(Saved entries)

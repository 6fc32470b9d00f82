//! Sprite strategies
//!
//! Every entity is drawn from a `Sprite`: a list of colored triangles in the
//! sprite's local box (origin top-left, y down). A `SpriteLoader` builds the
//! full set once at startup, either from procedural shapes or with the enemy
//! taken from an external image.

use std::path::{Path, PathBuf};

use glam::Vec2;
use image::RgbaImage;

use crate::consts::*;
use crate::renderer::vertex::colors;

/// A filled triangle in sprite-local coordinates
#[derive(Debug, Clone, Copy, PartialEq)]
pub struct Triangle {
    pub points: [Vec2; 3],
    pub color: [f32; 4],
}

/// A drawable shape with its nominal box size
#[derive(Debug, Clone, PartialEq)]
pub struct Sprite {
    pub size: Vec2,
    pub triangles: Vec<Triangle>,
}

impl Sprite {
    pub fn new(size: Vec2) -> Self {
        Self {
            size,
            triangles: Vec::new(),
        }
    }

    pub fn push_triangle(&mut self, a: Vec2, b: Vec2, c: Vec2, color: [f32; 4]) {
        self.triangles.push(Triangle {
            points: [a, b, c],
            color,
        });
    }

    pub fn push_rect(&mut self, x: f32, y: f32, w: f32, h: f32, color: [f32; 4]) {
        let tl = Vec2::new(x, y);
        let tr = Vec2::new(x + w, y);
        let bl = Vec2::new(x, y + h);
        let br = Vec2::new(x + w, y + h);
        self.push_triangle(tl, tr, bl, color);
        self.push_triangle(bl, tr, br, color);
    }

    /// Solid rectangle filling the whole box
    pub fn solid(size: Vec2, color: [f32; 4]) -> Self {
        let mut sprite = Self::new(size);
        sprite.push_rect(0.0, 0.0, size.x, size.y, color);
        sprite
    }

    pub fn is_empty(&self) -> bool {
        self.triangles.is_empty()
    }
}

/// Sprites for every entity kind
#[derive(Debug, Clone)]
pub struct SpriteSet {
    pub player: Sprite,
    pub enemy: Sprite,
    pub bullet: Sprite,
    pub star: Sprite,
}

/// Fatal asset problems, reported before the game loop starts
#[derive(Debug, thiserror::Error)]
pub enum AssetError {
    #[error("sprite image {path:?} not found")]
    Missing { path: PathBuf },
    #[error("could not decode sprite image {path:?}")]
    Decode {
        path: PathBuf,
        #[source]
        source: image::ImageError,
    },
    #[error("sprite image {path:?} has no opaque pixels")]
    Empty { path: PathBuf },
}

/// Strategy that produces the sprite set
pub trait SpriteLoader {
    /// Short description for logs
    fn describe(&self) -> String;

    fn load(&self) -> Result<SpriteSet, AssetError>;
}

/// Shapes drawn in code; never fails
#[derive(Debug, Clone, Copy, Default)]
pub struct ProceduralSprites;

impl ProceduralSprites {
    /// White arrowhead, nose up
    pub fn player() -> Sprite {
        let mut sprite = Sprite::new(Vec2::splat(PLAYER_SIZE));
        sprite.push_triangle(
            Vec2::new(25.0, 0.0),
            Vec2::new(50.0, 50.0),
            Vec2::new(0.0, 50.0),
            colors::PLAYER,
        );
        sprite
    }

    /// Red ship with a small engine block
    pub fn enemy() -> Sprite {
        let mut sprite = Sprite::new(Vec2::new(ENEMY_WIDTH, ENEMY_HEIGHT));
        sprite.push_triangle(
            Vec2::new(20.0, 0.0),
            Vec2::new(40.0, 30.0),
            Vec2::new(0.0, 30.0),
            colors::ENEMY,
        );
        sprite.push_rect(15.0, 20.0, 10.0, 5.0, colors::ENEMY);
        sprite
    }

    pub fn bullet() -> Sprite {
        Sprite::solid(Vec2::new(BULLET_WIDTH, BULLET_HEIGHT), colors::BULLET)
    }

    pub fn star() -> Sprite {
        Sprite::solid(Vec2::splat(STAR_SIZE), colors::STAR)
    }
}

impl SpriteLoader for ProceduralSprites {
    fn describe(&self) -> String {
        "procedural".to_string()
    }

    fn load(&self) -> Result<SpriteSet, AssetError> {
        Ok(SpriteSet {
            player: Self::player(),
            enemy: Self::enemy(),
            bullet: Self::bullet(),
            star: Self::star(),
        })
    }
}

/// Enemy sprite decoded from an image file; everything else procedural
#[derive(Debug, Clone)]
pub struct ImageSprites {
    pub enemy_path: PathBuf,
}

impl ImageSprites {
    pub fn new(enemy_path: impl Into<PathBuf>) -> Self {
        Self {
            enemy_path: enemy_path.into(),
        }
    }
}

impl SpriteLoader for ImageSprites {
    fn describe(&self) -> String {
        format!("image ({})", self.enemy_path.display())
    }

    fn load(&self) -> Result<SpriteSet, AssetError> {
        let enemy = load_image_sprite(&self.enemy_path, Vec2::new(ENEMY_WIDTH, ENEMY_HEIGHT))?;
        Ok(SpriteSet {
            enemy,
            ..ProceduralSprites.load()?
        })
    }
}

/// Decode an image file and convert it to a sprite of the given box size
pub fn load_image_sprite(path: &Path, size: Vec2) -> Result<Sprite, AssetError> {
    if !path.is_file() {
        return Err(AssetError::Missing {
            path: path.to_path_buf(),
        });
    }

    let image = image::open(path)
        .map_err(|source| AssetError::Decode {
            path: path.to_path_buf(),
            source,
        })?
        .to_rgba8();

    let sprite = sprite_from_image(&image, size);
    if sprite.is_empty() {
        return Err(AssetError::Empty {
            path: path.to_path_buf(),
        });
    }
    log::info!(
        "Loaded sprite {} ({}x{}, {} triangles)",
        path.display(),
        image.width(),
        image.height(),
        sprite.triangles.len()
    );
    Ok(sprite)
}

/// Turn opaque pixels into quads scaled to `size`.
///
/// Runs of identical pixels on a row are merged into one quad.
pub fn sprite_from_image(image: &RgbaImage, size: Vec2) -> Sprite {
    let mut sprite = Sprite::new(size);
    let (width, height) = image.dimensions();
    if width == 0 || height == 0 {
        return sprite;
    }
    let sx = size.x / width as f32;
    let sy = size.y / height as f32;

    for y in 0..height {
        let mut x = 0;
        while x < width {
            let pixel = image.get_pixel(x, y).0;
            if pixel[3] == 0 {
                x += 1;
                continue;
            }
            let start = x;
            while x < width && image.get_pixel(x, y).0 == pixel {
                x += 1;
            }
            sprite.push_rect(
                start as f32 * sx,
                y as f32 * sy,
                (x - start) as f32 * sx,
                sy,
                pixel_color(pixel),
            );
        }
    }

    sprite
}

/// sRGB pixel to the linear color the pipeline expects
fn pixel_color(pixel: [u8; 4]) -> [f32; 4] {
    let linear = |c: u8| (c as f32 / 255.0).powf(2.2);
    [
        linear(pixel[0]),
        linear(pixel[1]),
        linear(pixel[2]),
        pixel[3] as f32 / 255.0,
    ]
}

#[cfg(test)]
mod tests {
    use super::*;
    use image::Rgba;

    #[test]
    fn test_procedural_set() {
        let set = ProceduralSprites.load().unwrap();
        assert_eq!(set.player.size, Vec2::splat(50.0));
        assert_eq!(set.enemy.size, Vec2::new(40.0, 30.0));
        assert_eq!(set.enemy.triangles.len(), 3);
        assert_eq!(set.bullet.triangles.len(), 2);
        assert_eq!(set.star.size, Vec2::splat(2.0));
    }

    #[test]
    fn test_image_runs_are_merged() {
        let mut img = RgbaImage::new(4, 2);
        let red = Rgba([255, 0, 0, 255]);
        // Row 0: three red pixels then a transparent one
        for x in 0..3 {
            img.put_pixel(x, 0, red);
        }
        // Row 1: red, blue, transparent, red
        img.put_pixel(0, 1, red);
        img.put_pixel(1, 1, Rgba([0, 0, 255, 255]));
        img.put_pixel(3, 1, red);

        let sprite = sprite_from_image(&img, Vec2::new(40.0, 30.0));
        // 1 quad on row 0, 3 on row 1
        assert_eq!(sprite.triangles.len(), 8);
        // First quad spans three scaled pixels
        let first = sprite.triangles[0];
        assert_eq!(first.points[0], Vec2::new(0.0, 0.0));
        assert_eq!(first.points[1], Vec2::new(30.0, 0.0));
        assert_eq!(first.color, [1.0, 0.0, 0.0, 1.0]);
    }

    #[test]
    fn test_transparent_image_is_empty() {
        let img = RgbaImage::new(8, 8);
        assert!(sprite_from_image(&img, Vec2::splat(10.0)).is_empty());
    }

    #[test]
    fn test_missing_image_is_fatal() {
        let loader = ImageSprites::new("definitely/not/here.png");
        let err = loader.load().unwrap_err();
        assert!(matches!(err, AssetError::Missing { .. }));
        assert!(err.to_string().contains("not found"));
    }
}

=== Your task ===
Each line above where the word "struct" occurs should be returned in full.

=== Exercise response ===
pub struct Triangle {
pub struct Sprite {
pub struct SpriteSet {
pub struct ProceduralSprites;
pub struct ImageSprites {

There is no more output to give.